I don't understand God's grace.
Can we ever really understand it? Hmm.. not sure about that one, but what I do know is just because I don't understand it doesn't mean I can't accept it.
How do we get from being so happy in the grace of God to being so uncomfortable and squirming while trying to "earn" His grace every day with our "righteous works"?
This week has been a week of learning to accept grace and love... and then to give it.
I've used grace before to do as I please. I've also used grace as an excuse that meant I had to be "perfect" or God would not take me back.
I have been reminded that because the blood of Christ covers me, I am new. All sin- past, present and future... it's covered! No amount of Bible reading, worship, prayer time, or acts of service can earn that.

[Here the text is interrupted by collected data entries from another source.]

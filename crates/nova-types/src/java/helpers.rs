use std::collections::{HashMap, HashSet, VecDeque};

use crate::{ClassId, ClassType, Substitutor, Type, TypeEnv, TypeVarId, Visibility};

/// Return `ty` viewed as `target` by walking the supertype graph and applying type argument
/// substitution along the way.
///
/// Missing class metadata simply yields `None`. A raw type stays raw on every edge.
///
/// Example: `ArrayList<String>` instantiated as `Iterable` returns `Iterable<String>`.
pub fn instantiate_as_supertype(env: &dyn TypeEnv, ty: &Type, target: ClassId) -> Option<Type> {
    fn inner(
        env: &dyn TypeEnv,
        ty: &Type,
        target: ClassId,
        seen_type_vars: &mut HashSet<TypeVarId>,
    ) -> Option<Type> {
        match ty {
            Type::Array(_) => {
                let wk = env.well_known();
                if target == wk.object || target == wk.cloneable || target == wk.serializable {
                    return Some(Type::class(target, vec![]));
                }
                return None;
            }
            Type::Intersection(parts) => {
                return parts
                    .iter()
                    .find_map(|part| inner(env, part, target, seen_type_vars));
            }
            Type::TypeVar(id) => {
                if !seen_type_vars.insert(*id) {
                    return None;
                }
                let found = match env.type_param(*id) {
                    Some(tp) if !tp.upper_bounds.is_empty() => tp
                        .upper_bounds
                        .iter()
                        .find_map(|bound| inner(env, bound, target, seen_type_vars)),
                    _ if target == env.well_known().object => {
                        Some(Type::class(target, vec![]))
                    }
                    _ => None,
                };
                seen_type_vars.remove(id);
                return found;
            }
            _ => {}
        }

        let ty = crate::canonicalize_named(env, ty);
        let Type::Class(ClassType { def, args }) = ty else {
            return None;
        };

        let mut queue: VecDeque<Type> = VecDeque::new();
        let mut seen: HashSet<(ClassId, Vec<Type>)> = HashSet::new();
        queue.push_back(Type::class(def, args));

        while let Some(current) = queue.pop_front() {
            let Type::Class(ClassType { def, args }) = current.clone() else {
                continue;
            };
            if !seen.insert((def, args.clone())) {
                continue;
            }
            if def == target {
                return Some(current);
            }
            let Some(class_def) = env.class(def) else {
                continue;
            };

            let raw = args.is_empty() && !class_def.type_params.is_empty();
            let subst: HashMap<TypeVarId, Type> = class_def
                .type_params
                .iter()
                .copied()
                .enumerate()
                .map(|(idx, formal)| (formal, args.get(idx).cloned().unwrap_or(Type::Unknown)))
                .collect();

            for sup in direct_supertypes(env, def) {
                let next = if raw {
                    raw_class_type(env, &sup)
                } else {
                    Some(crate::canonicalize_named(env, &crate::substitute(&sup, &subst)))
                };
                if let Some(next) = next {
                    queue.push_back(next);
                }
            }
        }

        None
    }

    let mut seen_type_vars = HashSet::new();
    inner(env, ty, target, &mut seen_type_vars)
}

fn raw_class_type(env: &dyn TypeEnv, ty: &Type) -> Option<Type> {
    match crate::canonicalize_named(env, ty) {
        Type::Class(ClassType { def, .. }) => Some(Type::class(def, vec![])),
        _ => None,
    }
}

/// Declared supertypes of `class`, with the implicit `java.lang.Object` supertype made explicit.
pub fn direct_supertypes(env: &dyn TypeEnv, class: ClassId) -> Vec<Type> {
    let Some(def) = env.class(class) else {
        return Vec::new();
    };
    let object = env.well_known().object;
    let mut out = Vec::with_capacity(def.interfaces.len() + 1);
    match &def.super_class {
        Some(sc) => out.push(sc.clone()),
        None if class != object && !def.is_interface() => out.push(Type::class(object, vec![])),
        None => {}
    }
    out.extend(def.interfaces.iter().cloned());
    if def.is_interface() {
        out.push(Type::class(object, vec![]));
    }
    out
}

/// Whether `class` inherits from `base`. With `deep == false` only direct supertypes count.
///
/// Cyclic hierarchies terminate: every class is visited once.
pub fn is_inheritor(env: &dyn TypeEnv, class: ClassId, base: ClassId, deep: bool) -> bool {
    let mut seen = HashSet::new();
    let mut stack = vec![class];
    while let Some(current) = stack.pop() {
        if !seen.insert(current) {
            continue;
        }
        for sup in direct_supertypes(env, current) {
            let Some(sup) = raw_class_type(env, &sup) else {
                continue;
            };
            let Type::Class(ClassType { def, .. }) = sup else {
                continue;
            };
            if def == base {
                return true;
            }
            if deep {
                stack.push(def);
            }
        }
    }
    false
}

/// The substitution mapping `ancestor`'s type parameters as seen from `class` (with `class`'s own
/// parameters left as type variables). Raw inheritance edges produce raw mappings.
pub fn supertype_substitutor(
    env: &dyn TypeEnv,
    class: ClassId,
    ancestor: ClassId,
) -> Option<Substitutor> {
    let def = env.class(class)?;
    let own = Type::class(
        class,
        def.type_params.iter().map(|tp| Type::TypeVar(*tp)).collect(),
    );
    match instantiate_as_supertype(env, &own, ancestor)? {
        Type::Class(ct) => Some(Substitutor::for_class_type(env, &ct)),
        _ => None,
    }
}

/// Classes reachable from `class` through supertypes, breadth-first, `class` first.
fn hierarchy(env: &dyn TypeEnv, class: ClassId) -> Vec<ClassId> {
    let mut seen = HashSet::new();
    let mut order = Vec::new();
    let mut queue = VecDeque::from([class]);
    while let Some(current) = queue.pop_front() {
        if !seen.insert(current) {
            continue;
        }
        order.push(current);
        for sup in direct_supertypes(env, current) {
            if let Some(Type::Class(ClassType { def, .. })) = raw_class_type(env, &sup) {
                queue.push_back(def);
            }
        }
    }
    order
}

/// The nearest class in `class`'s hierarchy declaring a field `name`, with the field's index.
pub fn find_field(env: &dyn TypeEnv, class: ClassId, name: &str) -> Option<(ClassId, usize)> {
    hierarchy(env, class).into_iter().find_map(|owner| {
        let def = env.class(owner)?;
        let index = def.fields.iter().position(|f| f.name == name)?;
        Some((owner, index))
    })
}

/// A member class `name` declared in `class` or inherited from one of its supertypes.
pub fn find_member_class(env: &dyn TypeEnv, class: ClassId, name: &str) -> Option<ClassId> {
    hierarchy(env, class).into_iter().find_map(|owner| {
        let def = env.class(owner)?;
        env.lookup_class(&format!("{}${name}", def.name))
            .filter(|found| env.class(*found).and_then(|c| c.enclosing) == Some(owner))
    })
}

/// The top-level class `class` is nested in (itself when top-level).
pub fn outermost_class(env: &dyn TypeEnv, class: ClassId) -> ClassId {
    let mut current = class;
    let mut steps = 0;
    while let Some(parent) = env.class(current).and_then(|c| c.enclosing) {
        current = parent;
        steps += 1;
        if steps > 64 {
            break;
        }
    }
    current
}

/// Whether a member of `owner` with `visibility` can be accessed from code in `from`.
pub fn is_accessible(env: &dyn TypeEnv, owner: ClassId, visibility: Visibility, from: ClassId) -> bool {
    match visibility {
        Visibility::Public => true,
        Visibility::Private => outermost_class(env, owner) == outermost_class(env, from),
        Visibility::Package => same_package(env, owner, from),
        Visibility::Protected => {
            if same_package(env, owner, from) {
                return true;
            }
            let mut current = Some(from);
            while let Some(class) = current {
                if class == owner || is_inheritor(env, class, owner, true) {
                    return true;
                }
                current = env.class(class).and_then(|c| c.enclosing);
            }
            false
        }
    }
}

fn same_package(env: &dyn TypeEnv, a: ClassId, b: ClassId) -> bool {
    match (env.class(a), env.class(b)) {
        (Some(a), Some(b)) => a.package_name() == b.package_name(),
        _ => true,
    }
}

#[cfg(test)]
mod tests {
    use super::*;
    use crate::{ClassDef, ClassKind, TypeStore};
    use pretty_assertions::assert_eq;

    #[test]
    fn array_list_is_viewed_as_iterable_with_arguments() {
        let env = TypeStore::with_minimal_jdk();
        let array_list = env.class_id("java.util.ArrayList").unwrap();
        let iterable = env.well_known().iterable;
        let string = Type::class(env.well_known().string, vec![]);

        let view = instantiate_as_supertype(
            &env,
            &Type::class(array_list, vec![string.clone()]),
            iterable,
        );
        assert_eq!(view, Some(Type::class(iterable, vec![string])));
    }

    #[test]
    fn raw_types_stay_raw() {
        let env = TypeStore::with_minimal_jdk();
        let array_list = env.class_id("java.util.ArrayList").unwrap();
        let list = env.class_id("java.util.List").unwrap();

        let view = instantiate_as_supertype(&env, &Type::class(array_list, vec![]), list);
        assert_eq!(view, Some(Type::class(list, vec![])));
    }

    #[test]
    fn private_members_are_visible_within_the_same_top_level_class() {
        let mut env = TypeStore::with_minimal_jdk();
        let outer = env.add_class(ClassDef {
            name: "p.Outer".to_string(),
            ..ClassDef::default()
        });
        let inner = env.add_class(ClassDef {
            name: "p.Outer$Inner".to_string(),
            enclosing: Some(outer),
            ..ClassDef::default()
        });
        let other = env.add_class(ClassDef {
            name: "q.Other".to_string(),
            ..ClassDef::default()
        });

        assert!(is_accessible(&env, outer, Visibility::Private, inner));
        assert!(!is_accessible(&env, outer, Visibility::Private, other));
        assert!(!is_accessible(&env, outer, Visibility::Package, other));
        assert!(is_accessible(&env, inner, Visibility::Package, outer));
    }

    #[test]
    fn fields_and_member_classes_are_found_through_supertypes() {
        let mut env = TypeStore::with_minimal_jdk();
        let base = env.add_class(ClassDef {
            name: "p.Base".to_string(),
            fields: vec![crate::FieldDef {
                name: "count".to_string(),
                ty: Type::Primitive(crate::PrimitiveType::Int),
                ..crate::FieldDef::default()
            }],
            ..ClassDef::default()
        });
        let nested = env.add_class(ClassDef {
            name: "p.Base$Node".to_string(),
            enclosing: Some(base),
            ..ClassDef::default()
        });
        let derived = env.add_class(ClassDef {
            name: "p.Derived".to_string(),
            super_class: Some(Type::class(base, vec![])),
            ..ClassDef::default()
        });

        assert_eq!(find_field(&env, derived, "count"), Some((base, 0)));
        assert_eq!(find_field(&env, derived, "missing"), None);
        assert_eq!(find_member_class(&env, derived, "Node"), Some(nested));
    }

    #[test]
    fn cyclic_hierarchy_terminates() {
        let mut env = TypeStore::with_minimal_jdk();
        let a = env.intern_class_id("A");
        let b = env.intern_class_id("B");
        env.define_class(
            a,
            ClassDef {
                name: "A".to_string(),
                kind: ClassKind::Class,
                super_class: Some(Type::class(b, vec![])),
                ..ClassDef::default()
            },
        );
        env.define_class(
            b,
            ClassDef {
                name: "B".to_string(),
                kind: ClassKind::Class,
                super_class: Some(Type::class(a, vec![])),
                ..ClassDef::default()
            },
        );

        assert!(is_inheritor(&env, a, a, true));
        assert!(!is_inheritor(&env, a, env.well_known().string, true));
        assert_eq!(
            instantiate_as_supertype(&env, &Type::class(a, vec![]), env.well_known().string),
            None
        );
    }
}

Side note: we read the Word, worship, pray, and all that good stuff because we've seen grace and by grace repented, not to earn His love.
Is it hard for you to believe you're accepted?
Dude it is SO hard for me to believe that. Here's what I know now though, if I don't believe His Word then I am calling God a liar.
I've had to pray, "Lord, I believe, but help my unbelief." quite a lot lately. It's a good place to be in in a weird sort of way because it brings me to the reality that no, I don't believe everything God says but because of His grace upon me I can ask Him to help me believe and He will.
That's a promise.
I want you, the person reading this right now, Christian or not, to know that His grace has covered you.
Jesus did that, not you.
All you have to do is accept it and allow Him to have full reign over your life.
We accept because we're accepted by Christ.
Christian walks aren't easy (whoever said they were lied). But my life lived in grace is better than my life lived in condemnation.
Grace has covered you. Believe it, accept it, live in it, live by it.